An organized garage. (Photo: )

This is one of my own garage areas.  This bay has evolved to be overflow storage to some household and survival supplies, a metal cabinet for household chemicals, and an area for maintenance supplies for my car.

This corner of this particular garage bay stores paper towels and toilet paper for the house on top, cleaning supplies for my car on the second shelf from the top, and the rest of the metal shelving unit is car maintenance and repair related. The little cart allows me to load what I need and then take it to the part of the outside of the car where I will use it.  It makes car detailing (which I really do myself) much faster.  Over the last few years we have found we do much more of the maintenance on my diesel car ourselves.

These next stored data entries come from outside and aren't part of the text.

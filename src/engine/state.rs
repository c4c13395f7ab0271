//! Poll loop lifecycle state and cursor

use serde::{Deserialize, Serialize};
use std::fmt;
use std::time::Duration;

/// Lifecycle state of a [`super::PollEngine`]
#[derive(Debug, Clone, Copy, PartialEq, Eq, Hash, Serialize, Deserialize)]
pub enum EngineState {
    /// No loop is running; `start()` and `reset()` are accepted
    Stopped,
    /// `start()` accepted; the loop task is being spawned
    Starting,
    /// The loop is fetching and publishing
    Running,
    /// Cancellation requested or a fatal error occurred; the loop is winding down
    Stopping,
    /// `reset()` is clearing the cursor and backoff state
    Resetting,
}

impl EngineState {
    /// Whether a loop task may currently exist
    pub fn is_active(self) -> bool {
        matches!(self, EngineState::Starting | EngineState::Running | EngineState::Stopping)
    }
}

impl fmt::Display for EngineState {
    fn fmt(&self, f: &mut fmt::Formatter<'_>) -> fmt::Result {
        let s = match self {
            EngineState::Stopped => "stopped",
            EngineState::Starting => "starting",
            EngineState::Running => "running",
            EngineState::Stopping => "stopping",
            EngineState::Resetting => "resetting",
        };
        write!(f, "{s}")
    }
}

/// Position in the feed
///
/// `page_token` is opaque and forwarded unchanged on the next fetch.
#[derive(Debug, Clone, Default, PartialEq, Eq)]
pub struct PollCursor {
    /// Continuation token from the last successful fetch; `None` before the first
    pub page_token: Option<String>,
    /// Clamped interval hint from the last successful fetch
    pub next_poll_interval: Duration,
}

/// Result of [`super::PollEngine::stop`]
#[derive(Debug, Clone, Copy, PartialEq, Eq)]
pub enum StopOutcome {
    /// A running loop was stopped
    Stopped,
    /// Nothing was running
    NotRunning,
}
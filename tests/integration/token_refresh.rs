//! Integration tests for credential refresh scheduling and failure handling

use crate::support::{credential, MockAuthorizer};
use chrono::{Duration as ChronoDuration, Utc};
use livechat_engine::auth::{AuthError, Credential, TokenCoordinator, TokenState};
use livechat_engine::config::TokenConfig;
use livechat_engine::engine::BackoffPolicy;
use livechat_engine::{ErrorKind, ErrorSource, Event, EventKind, HandlerRegistry};
use parking_lot::Mutex;
use std::sync::Arc;
use std::time::Duration;

fn token_config(max_attempts: u32) -> TokenConfig {
    TokenConfig {
        early_refresh_window: Duration::from_secs(300),
        max_refresh_attempts: max_attempts,
        backoff: BackoffPolicy::new(Duration::from_millis(10), Duration::from_millis(40), 2.0, 0.0),
    }
}

fn transient() -> Result<Credential, AuthError> {
    Err(AuthError::Transient("HTTP 503".into()))
}

fn renewed(token: &str) -> Result<Credential, AuthError> {
    Ok(Credential::new(
        token,
        Utc::now() + ChronoDuration::hours(1),
        "",
        Vec::new(),
    ))
}

#[tokio::test(start_paused = true)]
async fn test_refresh_fires_inside_early_window() {
    let authorizer = MockAuthorizer::new();
    let tokens = TokenCoordinator::new(
        authorizer.clone(),
        credential(ChronoDuration::minutes(10)),
        token_config(5),
        HandlerRegistry::shared(),
    );

    tokens.start().unwrap();
    assert_eq!(tokens.state(), TokenState::Active);

    tokio::time::sleep(Duration::from_secs(4 * 60)).await;
    assert_eq!(tokens.access_token(), "initial");
    assert_eq!(authorizer.calls(), 0);

    tokio::time::sleep(Duration::from_secs(61)).await;
    assert_eq!(tokens.access_token(), "refreshed-1");
    assert_eq!(authorizer.calls(), 1);
    assert_eq!(tokens.state(), TokenState::Active);

    tokens.stop().await;
}

#[tokio::test(start_paused = true)]
async fn test_expired_credential_refreshes_immediately() {
    let authorizer = MockAuthorizer::new();
    let tokens = TokenCoordinator::new(
        authorizer.clone(),
        credential(ChronoDuration::minutes(-1)),
        token_config(5),
        HandlerRegistry::shared(),
    );

    tokens.start().unwrap();
    tokio::time::sleep(Duration::from_millis(1)).await;

    assert_eq!(tokens.access_token(), "refreshed-1");
    tokens.stop().await;
}

#[tokio::test(start_paused = true)]
async fn test_concurrent_refreshes_coalesce() {
    let authorizer = MockAuthorizer::delayed(Duration::from_millis(100));
    let tokens = TokenCoordinator::new(
        authorizer.clone(),
        credential(ChronoDuration::hours(1)),
        token_config(5),
        HandlerRegistry::shared(),
    );

    let (a, b) = tokio::join!(tokens.refresh_now(), tokens.refresh_now());
    let (a, b) = (a.unwrap(), b.unwrap());

    assert_eq!(authorizer.calls(), 1);
    assert!(Arc::ptr_eq(&a, &b));
    assert_eq!(a.access_token, "refreshed-1");
}

#[tokio::test(start_paused = true)]
async fn test_transient_failures_retry_and_keep_refresh_token() {
    let authorizer = MockAuthorizer::scripted(vec![transient(), transient(), renewed("third-time")]);
    let tokens = TokenCoordinator::new(
        authorizer.clone(),
        credential(ChronoDuration::hours(1)),
        token_config(5),
        HandlerRegistry::shared(),
    );
    let observed = Arc::new(Mutex::new(Vec::new()));
    let out = observed.clone();
    tokens.on_refreshed(move |credential| out.lock().push(credential.access_token.clone()));

    let fresh = tokens.refresh_now().await.unwrap();

    assert_eq!(authorizer.calls(), 3);
    assert_eq!(fresh.access_token, "third-time");
    // The server omitted a refresh token, so the previous one is kept.
    assert_eq!(fresh.refresh_token, "refresh-1");
    assert_eq!(*observed.lock(), vec!["third-time".to_string()]);
    assert_eq!(tokens.state(), TokenState::Idle);
}

#[tokio::test(start_paused = true)]
async fn test_exhausted_retries_stop_and_publish_fatal_error() {
    let registry = HandlerRegistry::shared();
    let errors = Arc::new(Mutex::new(Vec::new()));
    let out = errors.clone();
    registry.subscribe(EventKind::EngineError, move |event| {
        if let Event::EngineError(e) = event {
            out.lock().push(e.clone());
        }
    });

    let authorizer = MockAuthorizer::scripted(vec![transient(), transient(), transient()]);
    let tokens = TokenCoordinator::new(
        authorizer.clone(),
        credential(ChronoDuration::hours(1)),
        token_config(3),
        registry,
    );

    let err = tokens.refresh_now().await.unwrap_err();
    assert!(matches!(err, AuthError::RefreshExhausted { attempts: 3, .. }));
    assert_eq!(authorizer.calls(), 3);
    assert_eq!(tokens.state(), TokenState::Stopped);
    assert_eq!(tokens.access_token(), "initial");

    {
        let errors = errors.lock();
        assert_eq!(errors.len(), 1);
        assert_eq!(errors[0].source, ErrorSource::TokenRefresh);
        assert_eq!(errors[0].kind, ErrorKind::Unauthorized);
        assert!(errors[0].fatal);
    }

    assert_eq!(tokens.refresh_now().await.unwrap_err(), AuthError::Stopped);
    assert_eq!(authorizer.calls(), 3);
}

#[tokio::test]
async fn test_rejected_refresh_token_is_not_retried() {
    let authorizer =
        MockAuthorizer::scripted(vec![Err(AuthError::Rejected("invalid_grant: revoked".into()))]);
    let tokens = TokenCoordinator::new(
        authorizer.clone(),
        credential(ChronoDuration::hours(1)),
        token_config(5),
        HandlerRegistry::shared(),
    );

    let err = tokens.refresh_now().await.unwrap_err();
    assert!(matches!(err, AuthError::Rejected(_)));
    assert!(!err.is_retryable());
    assert_eq!(authorizer.calls(), 1);
    assert_eq!(tokens.state(), TokenState::Stopped);
}

#[tokio::test(start_paused = true)]
async fn test_stopped_coordinator_never_refreshes() {
    let authorizer = MockAuthorizer::new();
    let tokens = TokenCoordinator::new(
        authorizer.clone(),
        credential(ChronoDuration::minutes(10)),
        token_config(5),
        HandlerRegistry::shared(),
    );

    tokens.start().unwrap();
    tokens.stop().await;
    tokens.stop().await;
    assert_eq!(tokens.state(), TokenState::Stopped);

    tokio::time::sleep(Duration::from_secs(15 * 60)).await;
    assert_eq!(authorizer.calls(), 0);
}

#[tokio::test(start_paused = true)]
async fn test_restart_after_stop() {
    let authorizer = MockAuthorizer::new();
    let tokens = TokenCoordinator::new(
        authorizer.clone(),
        credential(ChronoDuration::minutes(-1)),
        token_config(5),
        HandlerRegistry::shared(),
    );

    tokens.start().unwrap();
    tokens.stop().await;
    tokens.start().unwrap();
    assert_eq!(tokens.state(), TokenState::Active);

    tokio::time::sleep(Duration::from_millis(1)).await;
    assert_eq!(tokens.access_token(), "refreshed-1");
    tokens.stop().await;
}

#[tokio::test(start_paused = true)]
async fn test_window_longer_than_lifetime_does_not_spin() {
    let authorizer = MockAuthorizer::new();
    let config = TokenConfig {
        early_refresh_window: Duration::from_secs(2 * 60 * 60),
        ..token_config(5)
    };
    let tokens = TokenCoordinator::new(
        authorizer.clone(),
        credential(ChronoDuration::minutes(-1)),
        config,
        HandlerRegistry::shared(),
    );

    tokens.start().unwrap();
    tokio::time::sleep(Duration::from_secs(10 * 60)).await;

    // Renewed credentials live one hour; the next renewal waits half of that.
    assert_eq!(authorizer.calls(), 1);
    assert_eq!(tokens.access_token(), "refreshed-1");
    assert_eq!(tokens.state(), TokenState::Active);
    tokens.stop().await;
}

        Organizing your home and your life, is not something that can be done in a weekend, unless of course, you have just a few things.  (And if that is true, part of me envies you, as you have much less to maintain !)  Organizing is a one-thing-at-a-time task.  It takes some time to assess how your organization needs will best be served.  For years I kept a rolodex, only to find that the specific cards I always needed were the ones which children had either pulled out, or that I had lost myself.   For a time, I kept addresses and information in a computer, only to have the data lost when the computer crashed, and everything had been backed up but that.   Now, I keep a nice sized address in leather, and I keep addresses and e-mails written in pencil for easy and quick updates.   I still keep a few contacts in my computer, but mostly e-mail addresses.  It took TIME to figure out which method would work best for ME.    The same is true of filing system, and other organizational issues.
           This post is meant to be an encouragement toward Spring organization.  Don't let it overwhelm you.  Like any major daunting job, take it apart into more manageable parts and then break those down into more manageable "bites".  Happy Spring and best wishes.


kymber said...

another excellent article, Jane! organization is sooo important. back in the city, we had a sprawling open-concept bungalow with custom-made drawers and cabinets throughout - very organized! now that we have been at the Manor for a little over a year, i am finally getting our stuff organized, finding and building places for things to have a permanent place, and slowly getting everything in order! it really has taken a while but the freedom that comes with finding a place for everything and knowing where everything is - is wonderful!

your friend,

JaneofVirginia said...

Thanks Kymber ! It takes time to organize a new place, especially in a new setting. Our first home in the city was a brick apartment which had a lot of great closets. Imagine my chagrin when we moved to a little house, with just a small fraction of the storage space. It takes some adjustment, and some reorganization. Preparedness also eats space, particularly if we let it ! Thanks for your comments, and I think of you both often.